A. Adrenaline 1 mg IV after every shock — it is the first-line vasopressor regardless of shock count
B. Amiodarone 300 mg IV bolus — given after the third shock (during the next 2-minute CPR cycle), with adrenaline also due at this point
C. Lignocaine 1 mg/kg IV — it is preferred over amiodarone after three shocks in current guidelines
D. Magnesium sulphate 2 g IV — first-line antiarrhythmic in refractory VF
Reveal Answer
Answer: B. Amiodarone 300 mg IV bolus — given after the third shock (during the next 2-minute CPR cycle), with adrenaline also due at this point
After the third shock in refractory VF, the ACLS protocol calls for amiodarone 300 mg IV bolus — this is the current first-line antiarrhythmic recommendation (AHA 2020, ILCOR). A second dose of amiodarone 150 mg is given if VF persists after the fifth shock.
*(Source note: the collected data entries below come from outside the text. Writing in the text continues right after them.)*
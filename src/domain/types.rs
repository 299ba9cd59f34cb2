// ==========================================
// 预算承诺控制引擎 - 领域类型
// ==========================================
// 引擎落库的每种状态都用封闭枚举表示。
// 存储格式: SCREAMING_SNAKE_CASE(与数据库一致)
// ==========================================

use serde::{Deserialize, Serialize};
use std::fmt;

// ==========================================
// CommitmentStatus - 承诺申请生命周期
// ==========================================
// 终态: VALIDATED / REJECTED / CANCELLED
#[derive(Debug, Clone, Copy, PartialEq, Eq, Hash, Serialize, Deserialize)]
#[serde(rename_all = "SCREAMING_SNAKE_CASE")]
pub enum CommitmentStatus {
    Draft,     // 编制中,不占用预留
    Submitted, // 已预留,等待决定
    Validated, // 预留已转入 cumul_engage
    Rejected,  // 预留已释放
    Deferred,  // 暂缓,预留仍保留
    Cancelled, // 已撤回,预留已释放
}

impl fmt::Display for CommitmentStatus {
    fn fmt(&self, f: &mut fmt::Formatter<'_>) -> fmt::Result {
        f.write_str(self.to_db_str())
    }
}

impl CommitmentStatus {
    /// 解析数据库中的表示
    pub fn from_str(s: &str) -> Option<Self> {
        match s.to_uppercase().as_str() {
            "DRAFT" => Some(CommitmentStatus::Draft),
            "SUBMITTED" => Some(CommitmentStatus::Submitted),
            "VALIDATED" => Some(CommitmentStatus::Validated),
            "REJECTED" => Some(CommitmentStatus::Rejected),
            "DEFERRED" => Some(CommitmentStatus::Deferred),
            "CANCELLED" => Some(CommitmentStatus::Cancelled),
            _ => None,
        }
    }

    pub fn to_db_str(&self) -> &'static str {
        match self {
            CommitmentStatus::Draft => "DRAFT",
            CommitmentStatus::Submitted => "SUBMITTED",
            CommitmentStatus::Validated => "VALIDATED",
            CommitmentStatus::Rejected => "REJECTED",
            CommitmentStatus::Deferred => "DEFERRED",
            CommitmentStatus::Cancelled => "CANCELLED",
        }
    }

    pub fn is_terminal(&self) -> bool {
        matches!(
            self,
            CommitmentStatus::Validated | CommitmentStatus::Rejected | CommitmentStatus::Cancelled
        )
    }
}

// ==========================================
// ReservationState - 预留状态
// ==========================================
#[derive(Debug, Clone, Copy, PartialEq, Eq, Serialize, Deserialize)]
#[serde(rename_all = "SCREAMING_SNAKE_CASE")]
pub enum ReservationState {
    Active,
    Released,
    Converted,
}

impl fmt::Display for ReservationState {
    fn fmt(&self, f: &mut fmt::Formatter<'_>) -> fmt::Result {
        f.write_str(self.to_db_str())
    }
}

impl ReservationState {
    pub fn from_str(s: &str) -> Option<Self> {
        match s.to_uppercase().as_str() {
            "ACTIVE" => Some(ReservationState::Active),
            "RELEASED" => Some(ReservationState::Released),
            "CONVERTED" => Some(ReservationState::Converted),
            _ => None,
        }
    }

    pub fn to_db_str(&self) -> &'static str {
        match self {
            ReservationState::Active => "ACTIVE",
            ReservationState::Released => "RELEASED",
            ReservationState::Converted => "CONVERTED",
        }
    }
}

// ==========================================
// TransferStatus - 调拨状态
// ==========================================
// 只有 EXECUTED 的调拨计入 dotation_actuelle
#[derive(Debug, Clone, Copy, PartialEq, Eq, Serialize, Deserialize)]
#[serde(rename_all = "SCREAMING_SNAKE_CASE")]
pub enum TransferStatus {
    Pending,
    Executed,
    Cancelled,
}

impl fmt::Display for TransferStatus {
    fn fmt(&self, f: &mut fmt::Formatter<'_>) -> fmt::Result {
        f.write_str(self.to_db_str())
    }
}

impl TransferStatus {
    pub fn from_str(s: &str) -> Option<Self> {
        match s.to_uppercase().as_str() {
            "PENDING" => Some(TransferStatus::Pending),
            "EXECUTED" => Some(TransferStatus::Executed),
            "CANCELLED" => Some(TransferStatus::Cancelled),
            _ => None,
        }
    }

    pub fn to_db_str(&self) -> &'static str {
        match self {
            TransferStatus::Pending => "PENDING",
            TransferStatus::Executed => "EXECUTED",
            TransferStatus::Cancelled => "CANCELLED",
        }
    }
}

// ==========================================
// MovementType - 预算变动流水类型
// ==========================================
#[derive(Debug, Clone, Copy, PartialEq, Eq, Serialize, Deserialize)]
#[serde(rename_all = "SCREAMING_SNAKE_CASE")]
pub enum MovementType {
    Reservation, // montant_reserve +
    Release,     // montant_reserve -
    Conversion,  // montant_reserve -> cumul_engage
    TransferIn,  // dotation_actuelle +
    TransferOut, // dotation_actuelle -
}

impl fmt::Display for MovementType {
    fn fmt(&self, f: &mut fmt::Formatter<'_>) -> fmt::Result {
        f.write_str(self.to_db_str())
    }
}

impl MovementType {
    pub fn from_str(s: &str) -> Option<Self> {
        match s.to_uppercase().as_str() {
            "RESERVATION" => Some(MovementType::Reservation),
            "RELEASE" => Some(MovementType::Release),
            "CONVERSION" => Some(MovementType::Conversion),
            "TRANSFER_IN" => Some(MovementType::TransferIn),
            "TRANSFER_OUT" => Some(MovementType::TransferOut),
            _ => None,
        }
    }

    pub fn to_db_str(&self) -> &'static str {
        match self {
            MovementType::Reservation => "RESERVATION",
            MovementType::Release => "RELEASE",
            MovementType::Conversion => "CONVERSION",
            MovementType::TransferIn => "TRANSFER_IN",
            MovementType::TransferOut => "TRANSFER_OUT",
        }
    }
}

// ==========================================
// Capability - 由身份服务提供
// ==========================================
#[derive(Debug, Clone, Copy, PartialEq, Eq, Hash, Serialize, Deserialize)]
#[serde(rename_all = "SCREAMING_SNAKE_CASE")]
pub enum Capability {
    ValidateCommitment, // 可执行 SUBMITTED -> VALIDATED
    ExecuteTransfer,    // 可执行待执行的调拨
}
Adrenaline 1 mg IV should have been administered after the second shock and continues every 3–5 minutes (every alternate 2-minute CPR cycle). At the third shock point, adrenaline is also due if it has been ≥3–5 minutes since the last dose. Lignocaine 1.5 mg/kg IV is an alternative to amiodarone (not preferred, but listed as acceptable in AHA 2020 if amiodarone is unavailable). Magnesium is indicated specifically for torsades de pointes (polymorphic VT with long QT), not generic refractory VF.